[Start of section]

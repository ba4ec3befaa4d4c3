// ==========================================
// 纺织工厂管理系统 - 单机台财务聚合引擎
// ==========================================
// 职责: 汇总单机台在目标月份的收入与各类直接成本
// ==========================================
// 口径（与数据源契约的非重叠划分一致,勿改动）:
// - revenue: production_logs 当月合计
// - maintenance_cost: maintenance 表当月合计
// - direct_expenses: 人工录入的机台支出流水（排除镜像流水）
// - fixed_costs / variable_costs: 成本档案（FIXED 全月份 + 当月 VARIABLE）
// 四路查询两两不重叠,净利润恒等式依赖该划分
// ==========================================

use crate::domain::month::MonthWindow;
use crate::domain::report::CostBreakdownItem;
use crate::domain::types::CostType;
use crate::engine::data_source::ReportDataSource;
use crate::repository::error::RepositoryResult;

/// 单机台当月直接财务（分摊前）
#[derive(Debug, Clone, Default, PartialEq)]
pub struct DirectFinancials {
    pub revenue: f64,          // 生产收入
    pub maintenance_cost: f64, // 维修费用
    pub direct_expenses: f64,  // 机台直接支出
    pub fixed_costs: f64,      // 固定成本
    pub variable_costs: f64,   // 变动成本
    pub cost_breakdown: Vec<CostBreakdownItem>, // 成本明细（展示用）
}

impl DirectFinancials {
    /// 分摊前的直接费用合计
    pub fn direct_total(&self) -> f64 {
        self.maintenance_cost + self.direct_expenses + self.fixed_costs + self.variable_costs
    }
}

// ==========================================
// FinanceAggregator - 单机台财务聚合引擎
// ==========================================
pub struct FinanceAggregator {
    // 无状态引擎,数据访问经由 ReportDataSource 契约
}

impl FinanceAggregator {
    /// 构造函数
    pub fn new() -> Self {
        Self {}
    }

    /// 聚合单机台当月财务
    ///
    /// 所有合计在无记录时为 0,不会出现 NULL/NaN
    pub fn aggregate(
        &self,
        data_source: &dyn ReportDataSource,
        machine_id: &str,
        window: &MonthWindow,
    ) -> RepositoryResult<DirectFinancials> {
        // 1. 三路金额合计
        let revenue = data_source.sum_production_revenue(machine_id, window)?;
        let maintenance_cost = data_source.sum_maintenance_cost(machine_id, window)?;
        let direct_expenses = data_source.sum_direct_expense(machine_id, window)?;

        // 2. 成本档案展开为明细 + 按类型小计
        let schedule = data_source.list_cost_schedule(machine_id, window)?;
        let cost_breakdown: Vec<CostBreakdownItem> = schedule
            .iter()
            .map(|c| CostBreakdownItem {
                category: c.category.clone(),
                amount: c.amount,
                cost_type: c.cost_type,
            })
            .collect();

        let fixed_costs = cost_breakdown
            .iter()
            .filter(|c| c.cost_type == CostType::Fixed)
            .map(|c| c.amount)
            .sum();
        let variable_costs = cost_breakdown
            .iter()
            .filter(|c| c.cost_type == CostType::Variable)
            .map(|c| c.amount)
            .sum();

        Ok(DirectFinancials {
            revenue,
            maintenance_cost,
            direct_expenses,
            fixed_costs,
            variable_costs,
            cost_breakdown,
        })
    }
}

[End of section]

WHAT YOU ARE ASKED TO DO:
Could you retype every record above exactly as written?

RESPONSE TO THE EXERCISE:
repository ba4ec3befaa4d4c3
// ==========================================
// 纺织工厂管理系统 - 单机台财务聚合引擎
// ==========================================
// 职责: 汇总单机台在目标月份的收入与各类直接成本
// ==========================================
// 口径（与数据源契约的非重叠划分一致,勿改动）:
// - revenue: production_logs 当月合计
// - maintenance_cost: maintenance 表当月合计
// - direct_expenses: 人工录入的机台支出流水（排除镜像流水）
// - fixed_costs / variable_costs: 成本档案（FIXED 全月份 + 当月 VARIABLE）
// 四路查询两两不重叠,净利润恒等式依赖该划分
// ==========================================

use crate::domain::month::MonthWindow;
use crate::domain::report::CostBreakdownItem;
use crate::domain::types::CostType;
use crate::engine::data_source::ReportDataSource;
use crate::repository::error::RepositoryResult;

/// 单机台当月直接财务（分摊前）
#[derive(Debug, Clone, Default, PartialEq)]
pub struct DirectFinancials {
    pub revenue: f64,          // 生产收入
    pub maintenance_cost: f64, // 维修费用
    pub direct_expenses: f64,  // 机台直接支出
    pub fixed_costs: f64,      // 固定成本
    pub variable_costs: f64,   // 变动成本
    pub cost_breakdown: Vec<CostBreakdownItem>, // 成本明细（展示用）
}

impl DirectFinancials {
    /// 分摊前的直接费用合计
    pub fn direct_total(&self) -> f64 {
        self.maintenance_cost + self.direct_expenses + self.fixed_costs + self.variable_costs
    }
}

// ==========================================
// FinanceAggregator - 单机台财务聚合引擎
// ==========================================
pub struct FinanceAggregator {
    // 无状态引擎,数据访问经由 ReportDataSource 契约
}

impl FinanceAggregator {
    /// 构造函数
    pub fn new() -> Self {
        Self {}
    }

    /// 聚合单机台当月财务
    ///
    /// 所有合计在无记录时为 0,不会出现 NULL/NaN
    pub fn aggregate(
        &self,
        data_source: &dyn ReportDataSource,
        machine_id: &str,
        window: &MonthWindow,
    ) -> RepositoryResult<DirectFinancials> {
        // 1. 三路金额合计
        let revenue = data_source.sum_production_revenue(machine_id, window)?;
        let maintenance_cost = data_source.sum_maintenance_cost(machine_id, window)?;
        let direct_expenses = data_source.sum_direct_expense(machine_id, window)?;

        // 2. 成本档案展开为明细 + 按类型小计
        let schedule = data_source.list_cost_schedule(machine_id, window)?;
        let cost_breakdown: Vec<CostBreakdownItem> = schedule
            .iter()
            .map(|c| CostBreakdownItem {
                category: c.category.clone(),
                amount: c.amount,
                cost_type: c.cost_type,
            })
            .collect();

        let fixed_costs = cost_breakdown
            .iter()
            .filter(|c| c.cost_type == CostType::Fixed)
            .map(|c| c.amount)
            .sum();
        let variable_costs = cost_breakdown
            .iter()
            .filter(|c| c.cost_type == CostType::Variable)
            .map(|c| c.amount)
            .sum();

        Ok(DirectFinancials {
            revenue,
            maintenance_cost,
            direct_expenses,
            fixed_costs,
            variable_costs,
            cost_breakdown,
        })
    }
}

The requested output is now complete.